In order to more clearly illustrate the technical solutions in the embodiments of the present invention, the drawings needed to be used in the description of the embodiments will be briefly introduced below, and it is obvious that the drawings in the following description are only some embodiments of the present invention, and it is obvious for those skilled in the art to obtain other drawings based on these drawings without creative efforts.

FIG. 1 is a flow chart of a data processing method provided according to an embodiment of the invention;

FIG. 2 is a flow chart of another data processing method provided in accordance with an embodiment of the present invention;

FIG. 3 is a flow chart of yet another data processing method provided in accordance with an embodiment of the present invention;

FIG. 4 is a schematic structural diagram of a data processing apparatus according to an embodiment of the present invention;

fig. 5 is a schematic structural diagram of an electronic device implementing a data processing method according to an embodiment of the present invention.

Detailed Description

In order to make the technical solutions of the present invention better understood, the technical solutions in the embodiments of the present invention will be clearly and completely described below with reference to the drawings in the embodiments of the present invention, and it is obvious that the described embodiments are only a part of the embodiments of the present invention, and not all of the embodiments. All other embodiments, which can be derived by a person skilled in the art from the embodiments given herein without making any creative effort, shall fall within the protection scope of the present invention.

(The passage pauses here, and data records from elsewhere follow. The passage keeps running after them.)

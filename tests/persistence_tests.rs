use chrono::{DateTime, TimeZone, Utc};
use serde_json::json;
use studio_schedule::persistence::{
    ForestSnapshot, ForestStore, JsonForestStore, PersistenceError, load_forest_from_json,
    save_forest_to_json,
};
use studio_schedule::error::ScheduleError;
use studio_schedule::task::{DependencyAttrs, NewTask, ScheduleUnit, TimeLog};
use studio_schedule::{Resource, ResourceId, SchedulerConfig, TaskForest, TaskId, TaskNode};
use tempfile::tempdir;

fn at(d: u32, h: u32) -> DateTime<Utc> {
    Utc.with_ymd_and_hms(2024, 3, d, h, 0, 0).unwrap()
}

fn sample_forest() -> TaskForest {
    let mut forest = TaskForest::with_now(SchedulerConfig::default(), at(8, 12)).unwrap();
    let project = forest.add_project("Feature");
    let artist = forest
        .add_resource(Resource::new(ResourceId(3), "Artist"))
        .unwrap();
    forest.set_project_lead(project, Some(artist)).unwrap();

    let shot = forest.add_task(NewTask::new(project, "Shot")).unwrap();
    let anim = forest
        .add_task(
            NewTask::new(project, "Anim")
                .parent(shot)
                .schedule(2.0, ScheduleUnit::Day)
                .resources([artist]),
        )
        .unwrap();
    let comp = forest
        .add_task(
            NewTask::new(project, "Comp")
                .parent(shot)
                .schedule(4.0, ScheduleUnit::Hour),
        )
        .unwrap();
    forest
        .add_dependency(comp, anim, DependencyAttrs::default())
        .unwrap();
    forest
        .add_time_log(anim, TimeLog::new(artist, at(4, 9), at(4, 15)).unwrap())
        .unwrap();
    forest
        .set_computed(comp, at(11, 9), at(11, 13), Vec::new())
        .unwrap();
    forest
}

fn tasks(forest: &TaskForest) -> Vec<TaskNode> {
    forest.tasks().cloned().collect()
}

#[test]
fn json_round_trip_keeps_every_task() {
    let dir = tempdir().unwrap();
    let path = dir.path().join("forest.json");
    let forest = sample_forest();

    save_forest_to_json(&forest, &path).unwrap();
    let loaded = load_forest_from_json(&path).unwrap();

    assert_eq!(tasks(&loaded), tasks(&forest));
    assert_eq!(loaded.scheduling_window(), forest.scheduling_window());
    assert_eq!(loaded.calendar(), forest.calendar());
    assert_eq!(
        loaded.project_totals(studio_schedule::ProjectId(1)).unwrap(),
        forest.project_totals(studio_schedule::ProjectId(1)).unwrap()
    );
    assert_eq!(loaded.responsible(TaskId(2)).unwrap(), Some(ResourceId(3)));
}

#[test]
fn json_store_reports_missing_file_as_empty() {
    let dir = tempdir().unwrap();
    let store = JsonForestStore::new(dir.path().join("absent.json"));
    assert!(store.load_forest().unwrap().is_none());

    store.save_forest(&sample_forest()).unwrap();
    let loaded = store.load_forest().unwrap().unwrap();
    assert_eq!(loaded.len(), 3);
}

#[test]
fn loaded_forest_continues_numbering_after_highest_id() {
    let mut snapshot = ForestSnapshot::from_forest(&sample_forest());
    snapshot.next_task_id = 1;
    snapshot.next_project_id = 1;
    let mut forest = snapshot.into_forest().unwrap();

    let project = forest.add_project("Next");
    assert_eq!(project.0, 2);
    let id = forest.add_task(NewTask::new(project, "Fresh")).unwrap();
    assert_eq!(id, TaskId(4));
}

#[test]
fn dangling_parent_is_invalid_data() {
    let mut snapshot = ForestSnapshot::from_forest(&sample_forest());
    snapshot.tasks.retain(|task| task.id() != TaskId(1));
    assert!(matches!(
        snapshot.into_forest(),
        Err(PersistenceError::InvalidData(_))
    ));
}

#[test]
fn unknown_resource_is_invalid_data() {
    let mut snapshot = ForestSnapshot::from_forest(&sample_forest());
    snapshot.resources.clear();
    assert!(matches!(
        snapshot.into_forest(),
        Err(PersistenceError::InvalidData(_))
    ));
}

#[test]
fn cyclic_snapshot_is_rejected() {
    let snapshot = ForestSnapshot::from_forest(&sample_forest());
    let mut value = serde_json::to_value(&snapshot).unwrap();
    // tasks are stored in id order: Shot, Anim, Comp
    let mut back_edge = value["tasks"][2]["dependency"]["depends_on"][0].clone();
    back_edge["depends_on"] = json!(3);
    value["tasks"][1]["dependency"]["depends_on"] = json!([back_edge]);

    let tampered: ForestSnapshot = serde_json::from_value(value).unwrap();
    assert!(matches!(
        tampered.into_forest(),
        Err(PersistenceError::Schedule(_))
    ));
}

#[test]
fn stored_calendar_is_validated_on_load() {
    let snapshot = ForestSnapshot::from_forest(&sample_forest());
    let value = serde_json::to_value(&snapshot).unwrap();

    let mut reversed = value.clone();
    reversed["calendar"]["days"][0] = json!([{ "start": 600, "end": 500 }]);
    let mut no_hours = value;
    no_hours["calendar"]["daily_working_hours"] = json!(0);

    for tampered in [reversed, no_hours] {
        let tampered: ForestSnapshot = serde_json::from_value(tampered).unwrap();
        assert!(matches!(
            tampered.into_forest(),
            Err(PersistenceError::Schedule(ScheduleError::Validation(_)))
        ));
    }
}

#[test]
fn empty_window_is_invalid_data() {
    let mut snapshot = ForestSnapshot::from_forest(&sample_forest());
    snapshot.window_end = snapshot.window_start;
    assert!(matches!(
        snapshot.into_forest(),
        Err(PersistenceError::InvalidData(_))
    ));
}

#[cfg(feature = "sqlite")]
mod sqlite {
    use super::*;
    use studio_schedule::persistence::SqliteForestStore;

    #[test]
    fn empty_database_loads_nothing() {
        let store = SqliteForestStore::in_memory().unwrap();
        assert!(store.load_forest().unwrap().is_none());
    }

    #[test]
    fn sqlite_round_trip_and_overwrite() {
        let dir = tempdir().unwrap();
        let store = SqliteForestStore::new(dir.path().join("forest.db")).unwrap();
        let mut forest = sample_forest();
        store.save_forest(&forest).unwrap();

        let loaded = store.load_forest().unwrap().unwrap();
        assert_eq!(tasks(&loaded), tasks(&forest));
        assert!(loaded.task(TaskId(3)).unwrap().is_scheduled());

        forest.remove_task(TaskId(3)).unwrap();
        store.save_forest(&forest).unwrap();
        let reloaded = store.load_forest().unwrap().unwrap();
        assert_eq!(reloaded.len(), 2);
        assert!(reloaded.task(TaskId(3)).is_none());
    }
}
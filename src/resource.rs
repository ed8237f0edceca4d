use crate::error::ValidationError;
use crate::task::{ProjectId, ResourceId, Schedulable};
use chrono::{DateTime, Utc};
use serde::{Deserialize, Serialize};

/// Time a resource is unavailable for allocation.
#[derive(Debug, Clone, Copy, PartialEq, Eq, Serialize, Deserialize)]
pub struct Vacation {
    start: DateTime<Utc>,
    end: DateTime<Utc>,
}

impl Vacation {
    pub fn new(start: DateTime<Utc>, end: DateTime<Utc>) -> Result<Self, ValidationError> {
        if end <= start {
            return Err(ValidationError::new(
                "vacation.end",
                end,
                format!("must be after start {start}"),
            ));
        }
        Ok(Self { start, end })
    }

    pub fn start(&self) -> DateTime<Utc> {
        self.start
    }

    pub fn end(&self) -> DateTime<Utc> {
        self.end
    }
}

#[derive(Debug, Clone, PartialEq, Serialize, Deserialize)]
pub struct Resource {
    id: ResourceId,
    name: String,
    efficiency: f64,
    vacations: Vec<Vacation>,
}

impl Resource {
    pub fn new(id: ResourceId, name: impl Into<String>) -> Self {
        Self {
            id,
            name: name.into(),
            efficiency: 1.0,
            vacations: Vec::new(),
        }
    }

    pub fn with_efficiency(mut self, efficiency: f64) -> Result<Self, ValidationError> {
        if !efficiency.is_finite() || efficiency <= 0.0 {
            return Err(ValidationError::new(
                "efficiency",
                efficiency,
                "must be a positive number",
            ));
        }
        self.efficiency = efficiency;
        Ok(self)
    }

    pub fn with_vacation(mut self, vacation: Vacation) -> Self {
        self.vacations.push(vacation);
        self
    }

    pub fn id(&self) -> ResourceId {
        self.id
    }

    pub fn name(&self) -> &str {
        &self.name
    }

    pub fn efficiency(&self) -> f64 {
        self.efficiency
    }

    pub fn vacations(&self) -> &[Vacation] {
        &self.vacations
    }
}

/// Top-level container of root tasks.
#[derive(Debug, Clone, PartialEq, Serialize, Deserialize)]
pub struct Project {
    pub(crate) id: ProjectId,
    pub(crate) name: String,
    pub(crate) lead: Option<ResourceId>,
    pub(crate) active: bool,
    pub(crate) start: DateTime<Utc>,
    pub(crate) end: DateTime<Utc>,
    pub(crate) computed_start: Option<DateTime<Utc>>,
    pub(crate) computed_end: Option<DateTime<Utc>>,
}

impl Project {
    pub fn id(&self) -> ProjectId {
        self.id
    }

    pub fn name(&self) -> &str {
        &self.name
    }

    pub fn lead(&self) -> Option<ResourceId> {
        self.lead
    }

    pub fn is_active(&self) -> bool {
        self.active
    }

    pub fn start(&self) -> DateTime<Utc> {
        self.start
    }

    pub fn end(&self) -> DateTime<Utc> {
        self.end
    }

    pub fn computed_start(&self) -> Option<DateTime<Utc>> {
        self.computed_start
    }

    pub fn computed_end(&self) -> Option<DateTime<Utc>> {
        self.computed_end
    }
}

impl Schedulable for Project {
    fn tjp_id(&self) -> String {
        self.id.tjp_id()
    }

    fn computed_range(&self) -> Option<(DateTime<Utc>, DateTime<Utc>)> {
        self.computed_start.zip(self.computed_end)
    }

    fn apply_computed_range(&mut self, start: DateTime<Utc>, end: DateTime<Utc>) {
        self.computed_start = Some(start);
        self.computed_end = Some(end);
        self.start = start;
        self.end = end;
    }
}
use chrono::{Duration, TimeZone, Utc, Weekday};
use proptest::prelude::*;
use serde_json::json;
use studio_schedule::calendar::{WorkingHoursCalendar, WorkingHoursConfig, WorkingRange};
use studio_schedule::task::{ScheduleModel, ScheduleUnit};

fn working_minutes_in_week(calendar: &WorkingHoursCalendar) -> u32 {
    // 2024-01-01 is a Monday
    let monday = Utc.with_ymd_and_hms(2024, 1, 1, 0, 0, 0).unwrap();
    (0..7 * 24 * 60)
        .filter(|minute| calendar.is_working_hour(&(monday + Duration::minutes(*minute))))
        .count() as u32
}

#[test]
fn default_calendar_is_office_hours_on_weekdays() {
    let cal = WorkingHoursCalendar::default();
    assert_eq!(cal.ranges(Weekday::Mon), &[WorkingRange::new(540, 1080).unwrap()]);
    assert!(cal.ranges(Weekday::Sat).is_empty());
    assert!(cal.ranges(Weekday::Sun).is_empty());
    assert_eq!(cal.daily_working_hours(), 9);
    assert_eq!(cal.weekly_working_minutes(), 5 * 540);
    assert_eq!(cal.weekly_working_hours(), 45.0);
    assert_eq!(cal.weekly_working_days(), 5);
    assert_eq!(cal.yearly_working_days(), 261);
}

#[test]
fn range_end_is_exclusive() {
    let cal = WorkingHoursCalendar::default();
    // Wednesday
    let nine = Utc.with_ymd_and_hms(2024, 1, 3, 9, 0, 0).unwrap();
    let six = Utc.with_ymd_and_hms(2024, 1, 3, 18, 0, 0).unwrap();
    assert!(cal.is_working_hour(&nine));
    assert!(cal.is_working_hour(&(six - Duration::minutes(1))));
    assert!(!cal.is_working_hour(&six));
    assert!(!cal.is_working_hour(&(nine - Duration::minutes(1))));
}

#[test]
fn weekly_sampling_matches_weekly_hours() {
    let cal = WorkingHoursCalendar::default();
    assert_eq!(
        working_minutes_in_week(&cal) as f64,
        cal.weekly_working_hours() * 60.0
    );
}

#[test]
fn utc_offset_shifts_working_window() {
    let cal = WorkingHoursCalendar::new(9, 60).unwrap();
    // 08:30 UTC is 09:30 at +01:00
    let early = Utc.with_ymd_and_hms(2024, 1, 3, 8, 30, 0).unwrap();
    assert!(cal.is_working_hour(&early));
    let late = Utc.with_ymd_and_hms(2024, 1, 3, 17, 30, 0).unwrap();
    assert!(!cal.is_working_hour(&late));
    assert_eq!(working_minutes_in_week(&cal), cal.weekly_working_minutes());
}

#[test]
fn malformed_ranges_name_the_weekday() {
    let mut cal = WorkingHoursCalendar::default();

    let err = cal.set_ranges(Weekday::Tue, &json!([[600, 540]])).unwrap_err();
    assert_eq!(err.field, "working_hours.tue");

    let err = cal.set_ranges(Weekday::Fri, &json!([[540]])).unwrap_err();
    assert_eq!(err.field, "working_hours.fri");

    let err = cal.set_ranges(Weekday::Mon, &json!([["9", 1080]])).unwrap_err();
    assert_eq!(err.field, "working_hours.mon");

    let err = cal.set_ranges(Weekday::Wed, &json!([[0, 1500]])).unwrap_err();
    assert_eq!(err.field, "working_hours.wed");

    let err = cal.set_ranges(Weekday::Thu, &json!(540)).unwrap_err();
    assert_eq!(err.field, "working_hours.thu");
}

#[test]
fn overlapping_ranges_are_rejected_and_state_is_kept() {
    let mut cal = WorkingHoursCalendar::default();
    let before = cal.clone();
    assert!(
        cal.set_ranges(Weekday::Mon, &json!([[540, 720], [700, 1080]]))
            .is_err()
    );
    assert_eq!(cal, before);
}

#[test]
fn ranges_are_sorted_on_assignment() {
    let mut cal = WorkingHoursCalendar::default();
    cal.set_ranges(Weekday::Sat, &json!([[780, 960], [540, 720]]))
        .unwrap();
    let sat = cal.ranges(Weekday::Sat);
    assert_eq!(sat[0].start(), 540);
    assert_eq!(sat[1].start(), 780);
    assert_eq!(cal.weekly_working_days(), 6);
}

#[test]
fn from_config_keeps_fallback_for_missing_days() {
    let mut raw = WorkingHoursConfig::new();
    raw.insert("sat".to_string(), json!([[600, 840]]));
    let cal = WorkingHoursCalendar::from_config(&raw, &WorkingHoursCalendar::default()).unwrap();
    assert_eq!(cal.ranges(Weekday::Mon).len(), 1);
    assert_eq!(cal.ranges(Weekday::Sat)[0].minutes(), 240);
    assert!(cal.ranges(Weekday::Sun).is_empty());

    raw.insert("someday".to_string(), json!([]));
    assert!(WorkingHoursCalendar::from_config(&raw, &WorkingHoursCalendar::default()).is_err());
}

#[test]
fn config_round_trips_through_to_config() {
    let mut cal = WorkingHoursCalendar::default();
    cal.set_ranges(Weekday::Sun, &json!([[600, 660]])).unwrap();
    let rebuilt =
        WorkingHoursCalendar::from_config(&cal.to_config(), &WorkingHoursCalendar::default())
            .unwrap();
    assert_eq!(rebuilt, cal);
}

#[test]
fn export_lists_every_day_in_order() {
    let mut cal = WorkingHoursCalendar::default();
    cal.set_ranges(Weekday::Wed, &json!([[540, 720], [780, 1080]]))
        .unwrap();
    let export = cal.to_calendar_export();
    let lines: Vec<&str> = export.lines().collect();
    assert_eq!(lines.len(), 7);
    assert_eq!(lines[0], "workinghours mon 09:00 - 18:00");
    assert_eq!(lines[2], "workinghours wed 09:00 - 12:00, 13:00 - 18:00");
    assert_eq!(lines[5], "workinghours sat off");
    assert_eq!(lines[6], "workinghours sun off");
}

#[test]
fn unit_seconds_follow_model() {
    let cal = WorkingHoursCalendar::default();
    assert_eq!(cal.unit_seconds(ScheduleUnit::Day, ScheduleModel::Effort), 9 * 3600);
    assert_eq!(cal.unit_seconds(ScheduleUnit::Day, ScheduleModel::Duration), 86_400);
    assert_eq!(cal.unit_seconds(ScheduleUnit::Week, ScheduleModel::Length), 45 * 3600);
    assert_eq!(cal.unit_seconds(ScheduleUnit::Month, ScheduleModel::Effort), 4 * 45 * 3600);
    assert_eq!(
        cal.unit_seconds(ScheduleUnit::Year, ScheduleModel::Effort),
        261 * 9 * 3600
    );
    assert_eq!(cal.unit_seconds(ScheduleUnit::Minute, ScheduleModel::Duration), 60);
}

#[test]
fn daily_hours_must_fit_a_day() {
    assert!(WorkingHoursCalendar::new(0, 0).is_err());
    assert!(WorkingHoursCalendar::new(25, 0).is_err());
    assert!(WorkingHoursCalendar::new(24, 0).is_ok());
    assert!(WorkingHoursCalendar::new(8, 24 * 60).is_err());
}

proptest! {
    #![proptest_config(ProptestConfig::with_cases(24))]

    #[test]
    fn sampled_minutes_equal_weekly_minutes(
        day in 0usize..7,
        start in 0u32..1380,
        length in 1u32..=60,
    ) {
        let mut cal = WorkingHoursCalendar::default();
        let weekday = WorkingHoursCalendar::ALL_WEEKDAYS[day];
        cal.set_ranges(weekday, &json!([[start, start + length]])).unwrap();
        prop_assert_eq!(working_minutes_in_week(&cal), cal.weekly_working_minutes());
        prop_assert_eq!(
            working_minutes_in_week(&cal) as f64,
            cal.weekly_working_hours() * 60.0
        );
    }
}
const DEFAULT_WINDOW_DAYS: i64 = 730;

#[derive(Debug, Clone, Copy, PartialEq, Eq)]
pub enum WalkMode {
    DepthFirst,
    BreadthFirst,
}

/// Arena holding every project, task and resource of a studio.
///
/// Tasks refer to each other only by [`TaskId`]. Every mutation validates
/// first and then recomputes the touched task and its ancestor chain before
/// returning.
#[derive(Debug, Clone)]
pub struct TaskForest {
    pub(crate) config: SchedulerConfig,
    pub(crate) calendar: WorkingHoursCalendar,
    pub(crate) now: DateTime<Utc>,
    pub(crate) window_start: DateTime<Utc>,
    pub(crate) window_end: DateTime<Utc>,
    pub(crate) projects: BTreeMap<ProjectId, Project>,
    pub(crate) tasks: BTreeMap<TaskId, TaskNode>,
    pub(crate) resources: BTreeMap<ResourceId, Resource>,
    pub(crate) next_project_id: u32,
    pub(crate) next_task_id: u32,
}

It should be noted that the terms "first," "second," and the like in the description and claims of the present invention and in the drawings described above are used for distinguishing between similar elements and not necessarily for describing a particular sequential or chronological order. It is to be understood that the data so used is interchangeable under appropriate circumstances such that the embodiments of the invention described herein are capable of operation in sequences other than those illustrated or described herein. Furthermore, the terms "comprises," "comprising," and "having," and any variations thereof, are intended to cover a non-exclusive inclusion, such that a process, method, system, article, or apparatus that comprises a list of steps or elements is not necessarily limited to those steps or elements expressly listed, but may include other steps or elements not expressly listed or inherent to such process, method, article, or apparatus.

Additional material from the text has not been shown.